Some Topics Discussed
- identity on the internet, choices in presentation
- BNFs and why the topic and practice perseveres
- fans don't have a lot of vocabulary to describe other fans regarding "cyber-identity" beyond "BNF," "lurker," "pseudonym"
- fan identities are about position and visibility
- what is "self" and what defines the boundaries of self
- fans juggle identities online, and labels make this easier
- "The term, [BNF], limits identity, or pretends to: if you're a big name fan you're arrogant, overrated, attention-seeking, talented. If you're not a BNF, you're marginalized, honest, jealous, underrated."
- who owns your identity?
- "I remember the first time I met online peeps in RL: no one looked like I expected AT ALL, nor did they behave as I thought, either. It was a relief in some ways just how normal everyone was."
- Smallville, and a recent blow-up about that fandom, perhaps on Fandom Wank
From the Essay
Is the term "BNF" (Big Name Fan) so endlessly fascinating for fandom -- and it must be, since it never goes away, no matter how much you wish it would be sucked into the acronymal abyss -- because fans have such limited options to demarcate cyber-identity beyond a pseudonym, some entries in a Livejournal, some comments on a mailing list, some words in a chat? There's the term "lurker," true, and people certainly self-identify as such, but it doesn't generate as much attention, I'd suggest, because the position is inherently about silence and absence, while BNF, either as one or against one, is all about presence and often high emotion, and in a world where we're physically invisible, where we float like ghosts, presence requires constant affirmation.
Online fandom challenges any lingering belief in a congenital, static identity. If you're fairly active here, your self-perception not only will crash continuously against others' perceptions of you, but that conflict will leave more visible traces than in real life, written 'facts" available for downloading and bookmarking. The SV hate-thread and the responses it generated throughout LJ, publicly and privately, offer instances of this crash and the ongoing fascination with the term "BNF," though I'm going to use as my starting point a less volatile example.
If I say that I'm funny and believe it, does that make it true? What if you don't think I'm funny, but the most unfunny thing since dead kittens? What if you secretly do find me funny, but tell me I'm not because you don't want to give me the satisfaction? What if I believe you and discard my previous notion, while behaving in the same way? What if, unconsciously, I don't actually think I'm funny, but cling to this self-identifier because I want to be? What about "funny" as a shifting term defined variously by different cultures and times? What if I have a general reputation either for funniness or a lack thereof? What if "Thamiris" is perceived as funnier than S., my "real" identity or the opposite? Is my cyber-identity not sufficiently real because it exists only as words? Do words define identity? Don't they?

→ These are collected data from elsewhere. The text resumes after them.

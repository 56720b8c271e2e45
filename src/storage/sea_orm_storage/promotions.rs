use super::SeaOrmStorage;
use crate::entity::promotions::{Column, Entity as Promotions};
use crate::entity::users::{Column as UserColumn, Entity as Users};
use crate::errors::{LPSystemError, Result};
use crate::models::promotions::entities::Promotion;
use crate::models::users::entities::UserRole;
use sea_orm::{ColumnTrait, EntityTrait, PaginatorTrait, QueryFilter, QueryOrder, QuerySelect};

impl SeaOrmStorage {
    /// 列出课程列表包含某课程的班期
    ///
    /// course_ids 是 JSON 文本列，SQL 侧粗匹配 + Rust 侧精确过滤。
    pub async fn find_promotions_containing_course_impl(
        &self,
        course_id: i64,
    ) -> Result<Vec<Promotion>> {
        let result = Promotions::find()
            .filter(Column::CourseIds.contains(course_id.to_string()))
            .order_by_asc(Column::Id)
            .all(&self.db)
            .await
            .map_err(|e| LPSystemError::database_operation(format!("查询班期失败: {e}")))?;

        Ok(result
            .into_iter()
            .map(|m| m.into_promotion())
            .filter(|p| p.course_ids.contains(&course_id))
            .collect())
    }

    /// 列出班期（带上限）
    pub async fn list_promotions_impl(&self, limit: u64) -> Result<Vec<Promotion>> {
        let result = Promotions::find()
            .order_by_desc(Column::CreatedAt)
            .limit(limit)
            .all(&self.db)
            .await
            .map_err(|e| LPSystemError::database_operation(format!("列出班期失败: {e}")))?;

        Ok(result.into_iter().map(|m| m.into_promotion()).collect())
    }

    /// 统计班期总数
    pub async fn count_promotions_impl(&self) -> Result<i64> {
        let count = Promotions::find()
            .count(&self.db)
            .await
            .map_err(|e| LPSystemError::database_operation(format!("统计班期数量失败: {e}")))?;

        Ok(count as i64)
    }

    /// 统计班期内学生数
    pub async fn count_students_in_promotion_impl(&self, promotion_id: i64) -> Result<i64> {
        let count = Users::find()
            .filter(UserColumn::CurrentPromotionId.eq(promotion_id))
            .filter(UserColumn::Role.eq(UserRole::Student.to_string()))
            .count(&self.db)
            .await
            .map_err(|e| {
                LPSystemError::database_operation(format!("统计班期学生数量失败: {e}"))
            })?;

        Ok(count as i64)
    }
}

Conversations about BNFs, then, while they doubtless serve multiple purposes, can be said to masquerade as a means to stabilize the shaky subject, especially since self-identifying as not-a-BNF is just as strong a position as being/being labelled a BNF. That is, a statement like "I hate BNFs because they're oppressive bitches" represents through othering your subject position as kind and tolerant. Mocking the whole phenomenon could allow you to believe/show that you're someone with a good sense of humor. None of the positions is necessarily an accurate self-representation, if there is such a thing, but, if you accept my argument, assuming one of them will give you a stronger sense of self, or at least confirm your existing one.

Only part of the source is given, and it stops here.